Strategic Implications for Celularity

1. Revenue Diversification

Celularity’s core portfolio includes unmodified natural killer (NK) cells, genetically modified NK cells, chimeric antigen receptor (CAR) T‑cells, and mesenchymal‑like adherent stromal cells (ASCs). While these assets target oncology, infectious, and degenerative diseases, the skin substitute platform had been a critical revenue driver in the near term. The CMS withdrawal forces the company to accelerate diversification efforts across its product pipeline to mitigate concentration risk.

2. Pipeline Momentum

The company’s ongoing clinical programs in oncology and infectious disease are expected to progress through Phase II and III stages over the next 12–18 months. The loss of reimbursement for LCDs may accelerate the timeline for obtaining regulatory approval for other indications, as Celularity can reallocate resources and clinical trial budgets to accelerate development milestones.

3. Investor Outlook

With a market capitalization of approximately $38 million and a negative price‑earnings ratio of –0.39, Celularity’s valuation is heavily reliant on future earnings potential rather than current profitability. The CMS decision has sharpened the focus on the company’s ability to convert clinical success into commercial revenue. Analysts will likely revisit revenue forecasts, particularly in the dermatology segment, and adjust discount rates to reflect the heightened risk profile.
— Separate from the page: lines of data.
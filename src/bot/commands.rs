//! Slash command parsing

/// Commands the bot understands
#[derive(Debug, Clone, PartialEq, Eq)]
pub enum Command {
    Start,
    Help,
    Cancel,
    /// `/kb`, `/knowledge`, `/knowledgebase`
    KnowledgeBase,
    /// `/search [query]`
    Search(String),
    /// `/category [name]`
    Category(String),
    HelpKb,
    /// `/kb_add <category> <item_id> <json>`
    KbAdd(String),
}

impl Command {
    /// Parse a message text as a command. The `@botname` suffix is ignored.
    pub fn parse(text: &str) -> Option<Self> {
        let text = text.trim();
        let rest = text.strip_prefix('/')?;
        let (head, args) = match rest.split_once(char::is_whitespace) {
            Some((head, args)) => (head, args.trim().to_string()),
            None => (rest, String::new()),
        };
        let name = head.split('@').next().unwrap_or_default().to_lowercase();

        match name.as_str() {
            "start" => Some(Command::Start),
            "help" => Some(Command::Help),
            "cancel" => Some(Command::Cancel),
            "kb" | "knowledge" | "knowledgebase" => Some(Command::KnowledgeBase),
            "search" => Some(Command::Search(args)),
            "category" => Some(Command::Category(args)),
            "help_kb" => Some(Command::HelpKb),
            "kb_add" => Some(Command::KbAdd(args)),
            _ => None,
        }
    }

    /// Whether the command ends any running wizard
    pub fn resets_dialogue(&self) -> bool {
        matches!(self, Command::Start | Command::Cancel)
    }
}

/// Arguments of `/kb_add`
#[derive(Debug, Clone, PartialEq)]
pub struct KbAddArgs {
    pub category: String,
    pub item_id: String,
    pub document: serde_json::Value,
}

/// Split `/kb_add` arguments into category, item id and JSON document
pub fn parse_kb_add_args(args: &str) -> Result<KbAddArgs, &'static str> {
    let mut parts = args.trim().splitn(3, char::is_whitespace);
    let category = parts.next().filter(|s| !s.is_empty()).ok_or("kb-add-usage")?;
    let item_id = parts.next().filter(|s| !s.is_empty()).ok_or("kb-add-usage")?;
    let json = parts.next().map(str::trim).filter(|s| !s.is_empty()).ok_or("kb-add-usage")?;
    let document = serde_json::from_str(json).map_err(|_| "kb-add-invalid-json")?;

    Ok(KbAddArgs {
        category: category.to_string(),
        item_id: item_id.to_string(),
        document,
    })
}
Forward‑Looking Perspective

Regulatory Engagement

Celularity’s executive team has signaled a commitment to engaging with CMS and other payers to explore alternative reimbursement pathways, including bundled payment models or outcome‑based contracts. Successful re‑approval could restore a critical revenue stream and enhance the company’s credibility with payers.

Strategic Partnerships

The firm has already demonstrated a willingness to forge collaborations to accelerate product development. A strategic alliance with a larger specialty‑tissue manufacturer could provide the manufacturing and distribution capabilities needed to re‑enter the dermatology market under a new reimbursement framework.

Product Expansion

Investors should monitor Celularity’s progress in extending its placental‑derived cell platforms to emerging indications such as autoimmune disorders and chronic wound management. These areas may offer higher reimbursement rates and less payer resistance, potentially offsetting the temporary loss in dermatology revenue.

Financial Management

Given the company’s modest cash reserves relative to its market cap, prudent capital allocation will be critical. Celularity may consider additional capital raises, either through a secondary offering or through convertible debt, to fund pipeline acceleration while maintaining liquidity for unforeseen regulatory setbacks.

Conclusion

The CMS withdrawal of the skin substitute LCDs presents an immediate challenge for Celularity Inc., eroding a key revenue source and prompting a reevaluation of its commercial strategy. However, the firm’s diversified pipeline, ongoing clinical programs, and proactive payer engagement position it to navigate this setback. Investors will be watching closely for evidence of accelerated approvals in other indications and for renewed reimbursement approvals in dermatology, both of which will be decisive in restoring confidence in Celularity’s long‑term value proposition.